* ABOUT THIS TASK: Where "const" occurs in a line of the entries below, copy that line.

* SOURCE INFORMATION:
== Segment start ==
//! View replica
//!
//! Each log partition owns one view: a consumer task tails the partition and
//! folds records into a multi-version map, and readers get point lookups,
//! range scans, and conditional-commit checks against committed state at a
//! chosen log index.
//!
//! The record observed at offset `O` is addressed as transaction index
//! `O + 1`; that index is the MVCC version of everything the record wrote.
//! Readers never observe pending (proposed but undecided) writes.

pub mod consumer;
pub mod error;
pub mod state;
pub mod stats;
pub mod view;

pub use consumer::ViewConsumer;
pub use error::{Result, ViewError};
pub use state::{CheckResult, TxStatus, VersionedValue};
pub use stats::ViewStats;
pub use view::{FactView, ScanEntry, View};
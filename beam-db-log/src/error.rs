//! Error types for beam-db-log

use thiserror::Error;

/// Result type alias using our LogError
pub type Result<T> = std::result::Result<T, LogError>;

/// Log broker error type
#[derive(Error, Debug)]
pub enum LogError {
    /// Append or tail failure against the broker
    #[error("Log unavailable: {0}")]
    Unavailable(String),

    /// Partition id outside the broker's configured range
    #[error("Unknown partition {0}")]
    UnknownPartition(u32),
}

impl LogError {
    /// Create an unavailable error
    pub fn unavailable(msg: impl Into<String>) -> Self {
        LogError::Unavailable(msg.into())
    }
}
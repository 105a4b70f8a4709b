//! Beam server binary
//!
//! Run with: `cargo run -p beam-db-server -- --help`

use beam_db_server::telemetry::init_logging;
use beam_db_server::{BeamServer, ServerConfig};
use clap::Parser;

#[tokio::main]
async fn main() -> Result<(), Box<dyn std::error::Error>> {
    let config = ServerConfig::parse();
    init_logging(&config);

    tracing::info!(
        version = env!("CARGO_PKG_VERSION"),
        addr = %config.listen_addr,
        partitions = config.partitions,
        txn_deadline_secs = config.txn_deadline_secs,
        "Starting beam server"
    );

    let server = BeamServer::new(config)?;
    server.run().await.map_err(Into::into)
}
== Segment end ==
== Segment start ==
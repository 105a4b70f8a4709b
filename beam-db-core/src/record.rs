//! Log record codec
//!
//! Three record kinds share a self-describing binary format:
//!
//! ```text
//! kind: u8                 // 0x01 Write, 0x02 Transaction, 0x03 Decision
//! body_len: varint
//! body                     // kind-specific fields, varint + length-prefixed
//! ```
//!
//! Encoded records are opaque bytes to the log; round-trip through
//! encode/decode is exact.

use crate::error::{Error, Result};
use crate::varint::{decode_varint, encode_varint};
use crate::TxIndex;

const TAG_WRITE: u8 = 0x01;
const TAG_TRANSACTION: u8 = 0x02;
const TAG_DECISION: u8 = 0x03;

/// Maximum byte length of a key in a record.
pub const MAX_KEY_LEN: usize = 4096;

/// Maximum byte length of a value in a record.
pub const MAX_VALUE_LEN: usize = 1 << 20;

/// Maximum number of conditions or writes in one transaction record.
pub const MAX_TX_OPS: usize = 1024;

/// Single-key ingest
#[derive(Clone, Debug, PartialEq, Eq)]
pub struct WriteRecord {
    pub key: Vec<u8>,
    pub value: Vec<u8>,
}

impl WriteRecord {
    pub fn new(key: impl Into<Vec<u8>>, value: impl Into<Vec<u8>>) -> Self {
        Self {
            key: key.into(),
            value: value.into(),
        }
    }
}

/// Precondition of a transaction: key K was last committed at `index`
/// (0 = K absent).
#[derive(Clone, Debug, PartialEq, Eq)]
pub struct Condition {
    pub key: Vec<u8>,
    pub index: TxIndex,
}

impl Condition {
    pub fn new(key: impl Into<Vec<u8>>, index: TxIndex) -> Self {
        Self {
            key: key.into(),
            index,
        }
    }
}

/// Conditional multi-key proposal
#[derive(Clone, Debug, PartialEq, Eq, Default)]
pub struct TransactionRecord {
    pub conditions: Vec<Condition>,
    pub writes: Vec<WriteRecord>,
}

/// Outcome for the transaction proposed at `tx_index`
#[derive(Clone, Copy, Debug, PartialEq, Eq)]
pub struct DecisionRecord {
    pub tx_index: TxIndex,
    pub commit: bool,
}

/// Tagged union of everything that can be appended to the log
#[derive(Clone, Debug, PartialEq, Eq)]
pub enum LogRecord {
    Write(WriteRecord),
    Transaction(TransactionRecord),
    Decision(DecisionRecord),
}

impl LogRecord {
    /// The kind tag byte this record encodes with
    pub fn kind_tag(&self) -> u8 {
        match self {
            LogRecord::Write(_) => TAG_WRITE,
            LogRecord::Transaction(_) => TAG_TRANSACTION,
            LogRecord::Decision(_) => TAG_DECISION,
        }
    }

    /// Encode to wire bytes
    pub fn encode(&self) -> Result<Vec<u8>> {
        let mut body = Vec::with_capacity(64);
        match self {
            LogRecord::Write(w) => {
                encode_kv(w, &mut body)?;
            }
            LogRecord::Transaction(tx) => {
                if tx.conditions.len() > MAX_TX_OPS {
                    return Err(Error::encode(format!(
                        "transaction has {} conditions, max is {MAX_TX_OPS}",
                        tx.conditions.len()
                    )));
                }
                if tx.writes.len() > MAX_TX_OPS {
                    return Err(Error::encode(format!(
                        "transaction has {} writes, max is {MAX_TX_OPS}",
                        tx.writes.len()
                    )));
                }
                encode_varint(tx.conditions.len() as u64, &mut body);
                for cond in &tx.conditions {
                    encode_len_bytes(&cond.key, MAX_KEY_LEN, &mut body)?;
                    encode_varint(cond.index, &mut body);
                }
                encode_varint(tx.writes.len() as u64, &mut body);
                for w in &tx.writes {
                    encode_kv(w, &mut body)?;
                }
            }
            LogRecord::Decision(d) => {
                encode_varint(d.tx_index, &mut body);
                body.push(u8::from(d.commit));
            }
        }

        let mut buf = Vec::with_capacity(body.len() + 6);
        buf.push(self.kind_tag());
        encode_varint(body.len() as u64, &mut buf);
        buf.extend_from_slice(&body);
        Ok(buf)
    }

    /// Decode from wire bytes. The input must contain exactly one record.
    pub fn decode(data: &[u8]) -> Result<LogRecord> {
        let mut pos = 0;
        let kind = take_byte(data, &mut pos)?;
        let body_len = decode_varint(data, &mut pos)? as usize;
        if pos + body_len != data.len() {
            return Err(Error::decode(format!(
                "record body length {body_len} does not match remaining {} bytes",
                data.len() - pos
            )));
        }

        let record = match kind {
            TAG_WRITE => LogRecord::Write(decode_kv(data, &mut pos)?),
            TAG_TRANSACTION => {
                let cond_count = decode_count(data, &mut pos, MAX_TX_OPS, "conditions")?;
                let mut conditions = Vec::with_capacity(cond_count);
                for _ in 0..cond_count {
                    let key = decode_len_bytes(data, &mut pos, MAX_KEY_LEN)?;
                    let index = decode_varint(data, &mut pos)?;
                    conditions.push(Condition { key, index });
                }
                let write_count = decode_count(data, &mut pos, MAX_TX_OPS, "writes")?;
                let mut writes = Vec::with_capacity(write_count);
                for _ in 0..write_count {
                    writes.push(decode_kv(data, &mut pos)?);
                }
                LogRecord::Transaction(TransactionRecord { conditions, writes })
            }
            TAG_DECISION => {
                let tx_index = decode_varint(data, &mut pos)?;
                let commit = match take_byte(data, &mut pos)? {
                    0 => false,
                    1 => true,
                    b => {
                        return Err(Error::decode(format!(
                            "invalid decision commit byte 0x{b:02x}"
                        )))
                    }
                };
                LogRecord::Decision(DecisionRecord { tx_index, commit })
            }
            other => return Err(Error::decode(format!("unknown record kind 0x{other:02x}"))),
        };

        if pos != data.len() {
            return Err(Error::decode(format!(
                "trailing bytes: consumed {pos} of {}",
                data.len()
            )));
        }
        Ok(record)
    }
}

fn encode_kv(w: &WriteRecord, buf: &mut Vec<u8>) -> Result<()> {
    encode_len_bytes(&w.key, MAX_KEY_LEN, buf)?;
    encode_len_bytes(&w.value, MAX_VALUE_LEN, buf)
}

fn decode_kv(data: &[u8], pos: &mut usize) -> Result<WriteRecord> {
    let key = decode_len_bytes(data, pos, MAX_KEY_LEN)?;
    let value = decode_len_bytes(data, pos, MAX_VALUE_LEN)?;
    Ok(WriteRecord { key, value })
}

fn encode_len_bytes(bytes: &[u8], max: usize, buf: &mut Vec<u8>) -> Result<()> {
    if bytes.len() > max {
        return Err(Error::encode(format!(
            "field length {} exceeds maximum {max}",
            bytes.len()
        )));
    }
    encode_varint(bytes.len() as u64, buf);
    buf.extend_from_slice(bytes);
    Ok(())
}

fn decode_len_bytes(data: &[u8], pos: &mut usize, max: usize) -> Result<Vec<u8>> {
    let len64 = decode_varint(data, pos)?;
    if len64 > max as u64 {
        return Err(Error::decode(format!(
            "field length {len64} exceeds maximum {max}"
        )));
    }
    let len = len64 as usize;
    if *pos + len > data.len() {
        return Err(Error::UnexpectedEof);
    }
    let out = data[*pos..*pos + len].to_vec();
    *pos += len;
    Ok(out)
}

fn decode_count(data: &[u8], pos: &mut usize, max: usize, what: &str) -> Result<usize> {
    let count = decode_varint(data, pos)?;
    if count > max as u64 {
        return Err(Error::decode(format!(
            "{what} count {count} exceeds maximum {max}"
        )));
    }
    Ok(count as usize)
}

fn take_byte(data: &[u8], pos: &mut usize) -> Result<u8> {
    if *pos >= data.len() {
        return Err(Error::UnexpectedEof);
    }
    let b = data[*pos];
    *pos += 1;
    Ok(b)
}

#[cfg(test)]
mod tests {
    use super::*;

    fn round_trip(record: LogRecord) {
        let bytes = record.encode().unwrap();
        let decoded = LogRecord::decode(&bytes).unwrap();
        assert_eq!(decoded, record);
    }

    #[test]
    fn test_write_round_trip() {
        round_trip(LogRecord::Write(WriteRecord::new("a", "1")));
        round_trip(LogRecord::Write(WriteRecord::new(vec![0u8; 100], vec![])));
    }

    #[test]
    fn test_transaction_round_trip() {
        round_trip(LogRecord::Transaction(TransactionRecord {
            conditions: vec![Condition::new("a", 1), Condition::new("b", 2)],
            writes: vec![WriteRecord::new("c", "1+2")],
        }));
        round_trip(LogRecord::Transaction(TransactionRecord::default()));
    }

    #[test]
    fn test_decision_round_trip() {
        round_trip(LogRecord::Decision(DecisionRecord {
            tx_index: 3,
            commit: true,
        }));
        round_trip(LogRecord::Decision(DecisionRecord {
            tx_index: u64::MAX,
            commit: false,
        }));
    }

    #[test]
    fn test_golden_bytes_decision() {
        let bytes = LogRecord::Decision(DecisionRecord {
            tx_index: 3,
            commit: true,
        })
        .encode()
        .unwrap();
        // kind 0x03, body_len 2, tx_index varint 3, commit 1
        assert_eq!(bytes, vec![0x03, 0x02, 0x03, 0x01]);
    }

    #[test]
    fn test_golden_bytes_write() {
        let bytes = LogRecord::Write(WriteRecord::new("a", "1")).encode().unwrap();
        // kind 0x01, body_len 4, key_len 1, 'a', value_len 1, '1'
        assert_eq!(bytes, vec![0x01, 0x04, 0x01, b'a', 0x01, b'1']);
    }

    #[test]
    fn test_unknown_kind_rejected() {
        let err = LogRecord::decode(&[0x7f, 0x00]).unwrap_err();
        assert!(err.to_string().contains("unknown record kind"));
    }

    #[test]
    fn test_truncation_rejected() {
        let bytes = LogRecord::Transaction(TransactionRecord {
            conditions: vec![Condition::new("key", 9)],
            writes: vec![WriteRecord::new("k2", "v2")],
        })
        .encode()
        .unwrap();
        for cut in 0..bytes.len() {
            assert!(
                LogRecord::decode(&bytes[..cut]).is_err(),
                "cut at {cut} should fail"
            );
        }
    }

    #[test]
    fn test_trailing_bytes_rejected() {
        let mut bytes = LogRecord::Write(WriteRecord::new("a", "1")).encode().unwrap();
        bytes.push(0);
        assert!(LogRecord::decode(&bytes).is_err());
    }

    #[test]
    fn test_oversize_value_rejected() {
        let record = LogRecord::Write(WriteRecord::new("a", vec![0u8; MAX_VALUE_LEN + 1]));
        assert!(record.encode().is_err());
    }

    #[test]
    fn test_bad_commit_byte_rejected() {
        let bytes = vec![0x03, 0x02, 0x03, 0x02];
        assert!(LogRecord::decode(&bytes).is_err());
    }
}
== Segment end ==
* SOLVED PROBLEM:
const TAG_WRITE: u8 = 0x01;
const TAG_TRANSACTION: u8 = 0x02;
const TAG_DECISION: u8 = 0x03;
pub const MAX_KEY_LEN: usize = 4096;
pub const MAX_VALUE_LEN: usize = 1 << 20;
pub const MAX_TX_OPS: usize = 1024;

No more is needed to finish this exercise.